■ EXERCISE: Look over the entries below. Report how many lines hold the word "Result", and only that.

[Dataset entries]
>>
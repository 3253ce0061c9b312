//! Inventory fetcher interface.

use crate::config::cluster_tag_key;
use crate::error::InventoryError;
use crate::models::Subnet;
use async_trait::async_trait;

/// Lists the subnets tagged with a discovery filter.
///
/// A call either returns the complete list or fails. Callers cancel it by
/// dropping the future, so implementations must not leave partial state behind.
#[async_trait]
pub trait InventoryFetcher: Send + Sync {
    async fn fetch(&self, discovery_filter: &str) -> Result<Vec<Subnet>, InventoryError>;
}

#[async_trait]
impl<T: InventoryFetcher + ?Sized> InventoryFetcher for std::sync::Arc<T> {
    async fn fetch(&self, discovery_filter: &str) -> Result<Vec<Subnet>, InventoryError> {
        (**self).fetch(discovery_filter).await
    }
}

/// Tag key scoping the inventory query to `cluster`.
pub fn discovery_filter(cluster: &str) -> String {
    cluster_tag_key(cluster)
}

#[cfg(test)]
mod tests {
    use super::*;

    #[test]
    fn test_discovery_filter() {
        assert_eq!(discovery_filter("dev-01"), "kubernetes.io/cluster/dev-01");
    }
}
<<
■ ANSWER FOR THIS EXERCISE: 2